(RECORDS FOR THE EXERCISE begins)

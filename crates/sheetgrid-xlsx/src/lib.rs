//! # sheetgrid-xlsx
//!
//! XLSX (Office Open XML) reader and writer for sheetgrid.
//!
//! Packages are accessed through the [`PackageStore`] trait, so the same
//! reader and writer work against a zip archive on disk or parts held in
//! memory. Row and column records are mapped to `<row>` / `<col>` attributes
//! through [`NodeAccessor`].
//!
//! ```rust
//! use std::io::Cursor;
//! use sheetgrid_core::Workbook;
//! use sheetgrid_xlsx::{XlsxReader, XlsxWriter};
//!
//! let mut workbook = Workbook::new();
//! let sheet = workbook.worksheet_mut(0).unwrap();
//! sheet.set_cell_value("B2", 3.5).unwrap();
//! sheet.update_columns(3, 8, |c| c.width = Some(20.0)).unwrap();
//!
//! let mut bytes = Cursor::new(Vec::new());
//! XlsxWriter::write(&workbook, &mut bytes).unwrap();
//!
//! bytes.set_position(0);
//! let loaded = XlsxReader::read(bytes).unwrap();
//! let sheet = loaded.worksheet(0).unwrap();
//! assert_eq!(sheet.column_width(5), 20.0);
//! assert_eq!(sheet.columns().len(), 1);
//! ```

pub mod error;
pub mod node;
pub mod package;
pub mod reader;
pub mod writer;

mod comments;
mod relationships;
mod shared_strings;
mod sheet;

pub use error::{XlsxError, XlsxResult};
pub use node::{NodeAccessor, XmlElement};
pub use package::{MemoryPackage, PackageStore, ZipPackage};
pub use reader::XlsxReader;
pub use writer::{WriterOptions, XlsxWriter};
/// `t` and `<v>` for a plain value or a formula's cached result
fn write_cached(
    cell: &mut XmlElement,
    reference: &str,
    value: &CellValue,
    strings: &SheetStrings<'_>,
) {
    let (kind, text) = match value {
        CellValue::Number(n) if n.is_finite() => (None, n.to_string()),
        CellValue::Number(n) => {
            log::warn!("{}: writing non-finite number {} as #NUM!", reference, n);
            (Some("e"), CellError::Num.as_str().to_string())
        }
        CellValue::Boolean(b) => (Some("b"), (if *b { "1" } else { "0" }).to_string()),
        CellValue::Error(e) => (Some("e"), e.as_str().to_string()),
        CellValue::Text(s) => (Some("str"), s.as_str().to_string()),
        CellValue::SharedStringRef(index) => match strings.resolve(*index) {
            Some(text) => (Some("str"), text.to_string()),
            None => return,
        },
        _ => return,
    };
    if let Some(kind) = kind {
        cell.set_attribute("t", kind);
    }
    cell.push_child(XmlElement::new("v").with_text(text));
}

fn write_page_breaks(sheet: &Worksheet, content: &mut String) {
    let rows: Vec<u32> = sheet
        .rows()
        .iter()
        .filter(|(_, record)| record.page_break)
        .map(|(row, _)| row)
        .collect();
    if !rows.is_empty() {
        write_breaks("rowBreaks", &rows, MAX_COLS as u32 - 1, content);
    }

    let cols: Vec<u32> = sheet
        .columns()
        .iter()
        .filter(|record| record.page_break)
        .flat_map(|record| record.min as u32..=record.max as u32)
        .collect();
    if !cols.is_empty() {
        write_breaks("colBreaks", &cols, MAX_ROWS - 1, content);
    }
}

fn write_breaks(name: &str, ids: &[u32], max: u32, content: &mut String) {
    let mut list = XmlElement::new(name)
        .with_attribute("count", ids.len())
        .with_attribute("manualBreakCount", ids.len());
    for id in ids {
        list.push_child(
            XmlElement::new("brk")
                .with_attribute("id", id)
                .with_attribute("max", max)
                .with_attribute("man", 1),
        );
    }
    list.write_to(content);
}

(RECORDS FOR THE EXERCISE ends)

WHAT THE TASK REQUIRES — Above are the records; from them, give again exactly the lines from the one containing "fn write_page_breaks(sheet: &Worksheet, content: &mut" to the one containing "u32..=record.max as u32)", both lines included, and nothing more.

RESPONSE —
fn write_page_breaks(sheet: &Worksheet, content: &mut String) {
    let rows: Vec<u32> = sheet
        .rows()
        .iter()
        .filter(|(_, record)| record.page_break)
        .map(|(row, _)| row)
        .collect();
    if !rows.is_empty() {
        write_breaks("rowBreaks", &rows, MAX_COLS as u32 - 1, content);
    }

    let cols: Vec<u32> = sheet
        .columns()
        .iter()
        .filter(|record| record.page_break)
        .flat_map(|record| record.min as u32..=record.max as u32)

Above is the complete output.